LBB> One of the interesting things about EACA is that it brings together a very culturally, linguistically and economically diverse region. How do you navigate that? Do most European ad markets face similar concerns or is there quite a marked difference between, say, Eastern Europe, Southern Europe and Northern Europe?
DL> EACA represents 2,500 agencies, from 30 European countries, employing more than 120,000 people, and co-ordination is certainly a challenge. From the everlasting ups and downs of client-agency relationships to legal threats over food and alcohol advertising, all EACA members face similar problems, just during different times. What is an issue for France today might be an issue for the UK in a year.
That’s where EACA steps in; we gather best practice, share experiences and help our members adapt to and overcome various challenges, by providing them with our pan-European recommendations and connecting them with other parts of the European ad industry.
LBB> One of the big EACA initiatives of the past year was revising the Data Protection Directive, as part of the European Commission’s Single Digital Market drive. What does the Single Digital Market mean for European ad agencies and how might it change things for them?

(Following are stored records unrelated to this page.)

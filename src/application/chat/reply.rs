//! Local reply generation: canned answers, file acknowledgements, prompts.

use metrics::counter;
use rand::Rng;

use crate::domain::chat::{ChatPrompt, UploadedFile};

pub const EMPTY_PROMPT_REPLY: &str = "Please send a message or upload a file!";

const DEFAULT_CANNED_REPLIES: [&str; 5] = [
    "Hey there! Here's a quick reply: **bold** text works! How can I assist you today?",
    "Interesting question! Here's some code for you:\n```\nfunction sayHi() {\n  console.log('Hi!');\n}\n```\nWhat else can I do?",
    "I'm a demo assistant. Let me think... How about this: `inline code` is neat, right?",
    r#"{"status":"success","message":"Hello from the demo assistant!","data":{"id":42,"name":"Test"}}"#,
    "Here's a quick comparison:\n\n| Feature | Supported |\n| --- | --- |\n| Markdown | yes |\n| JSON | yes |",
];

/// How a reply was produced.
#[derive(Debug, Clone, Copy, PartialEq, Eq)]
pub enum ReplyKind {
    Canned,
    FileAck,
    Prompt,
    Proxied,
}

impl ReplyKind {
    pub fn as_str(self) -> &'static str {
        match self {
            ReplyKind::Canned => "canned",
            ReplyKind::FileAck => "file_ack",
            ReplyKind::Prompt => "prompt",
            ReplyKind::Proxied => "proxied",
        }
    }

    pub(crate) fn record(self) {
        counter!("deepchat_reply_total", "kind" => self.as_str()).increment(1);
    }
}

/// A locally generated reply.
#[derive(Debug, Clone, PartialEq, Eq)]
pub struct Reply {
    pub kind: ReplyKind,
    pub text: String,
}

/// Fixed set of pre-authored replies picked from with equal probability.
#[derive(Debug, Clone, PartialEq, Eq)]
pub struct CannedPool {
    replies: Vec<String>,
}

impl CannedPool {
    /// Build a pool from explicit replies. Returns `None` for an empty list.
    pub fn new<I, S>(replies: I) -> Option<Self>
    where
        I: IntoIterator<Item = S>,
        S: Into<String>,
    {
        let replies: Vec<String> = replies.into_iter().map(Into::into).collect();
        (!replies.is_empty()).then_some(Self { replies })
    }

    pub fn len(&self) -> usize {
        self.replies.len()
    }

    pub fn is_empty(&self) -> bool {
        self.replies.is_empty()
    }

    pub fn replies(&self) -> &[String] {
        &self.replies
    }

    fn pick<R: Rng + ?Sized>(&self, rng: &mut R) -> &str {
        let index = rng.gen_range(0..self.replies.len());
        &self.replies[index]
    }
}

impl Default for CannedPool {
    fn default() -> Self {
        Self {
            replies: DEFAULT_CANNED_REPLIES.iter().map(|s| s.to_string()).collect(),
        }
    }
}

/// Acknowledgement returned when the client uploads a file.
pub fn file_ack(file: &UploadedFile) -> String {
    format!(
        "Received file: **{}** (Type: {}, Size: {} bytes)",
        file.original_name, file.mime_type, file.size_bytes
    )
}

/// Choose the reply for `prompt`.
///
/// A file always wins; an empty prompt gets a nudge; anything else draws from
/// `pool` using `rng`.
pub fn select_reply<R: Rng + ?Sized>(
    prompt: &ChatPrompt,
    pool: &CannedPool,
    rng: &mut R,
) -> Reply {
    let reply = if let Some(file) = prompt.file() {
        Reply {
            kind: ReplyKind::FileAck,
            text: file_ack(file),
        }
    } else if prompt.message().is_none() {
        Reply {
            kind: ReplyKind::Prompt,
            text: EMPTY_PROMPT_REPLY.to_string(),
        }
    } else {
        Reply {
            kind: ReplyKind::Canned,
            text: pool.pick(rng).to_string(),
        }
    };
    reply.kind.record();
    reply
}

DL> The DSM Strategy is brimming with different initiatives of interests to agencies. EACA is engaged in a number of them. Apart from the General Data Protection Regulation, which harmonises the data protection regime across Europe, we are also facing a revision of the Audiovisual Media Services Directive which stipulates quantitative rules for TV advertising and qualitative rules for alcohol advertising. Naturally, protection of minors is under the spotlight as well as the effectiveness of the European self-regulatory system. Furthermore, we will be dealing with copyright infringing websites being partly fueled by advertising money. A lot is at stake for agencies: how much and if we will be able to advertise food and alcohol products, how to be more transparent towards consumers about how their data is used about or how to counter adblocking.
We usually agree on positions with our members, take their concerns on board, and actively advocate on behalf of agencies in co-operation with our Brussels allies representing advertisers, self-regulatory organisations, broadcasters and others.
LBB> One of the major talking points at the moment is digital ad fraud – something that can only be tackled by cross-party and cross-border initiatives. Is this something your member agencies have been raising with you? From a European perspective, what can be done about it and where does the EACA fit in terms of bringing agencies together from a range of countries? Have you got any specific initiatives in the works?
DL> The digital advertising spend rose to more than €30 billion in 2015. Nowadays, it is impossible to imagine a campaign without a digital component. However, as you mention, digital ad fraud is also on the rise. Our members have indeed been raising this point as it is definitely not in their interest to create or place fraudulent ads. We have spent years building trustworthy relationships with other advertising stakeholders and that is why we have engaged with IAB Europe and the World Federation of Advertisers to develop new European viewability standards, backed by an industry seal for accredited participants. EACA is taking the lead on the agencies’ behalf by channeling our members’ positions into a constructive discussion with other industry members. Expect to hear more about this by the end of the year.
LBB> European creativity is often dominated by the big obvious markets like London, Germany, France, Sweden, Amsterdam – but there are so many exciting cities and countries that can be overlooked. Which cities or countries are really piquing your interest as up-and-coming creative hotspots? (The quality of work coming out of places like Poland and Hungary seems to be getting stronger and stronger, for example…)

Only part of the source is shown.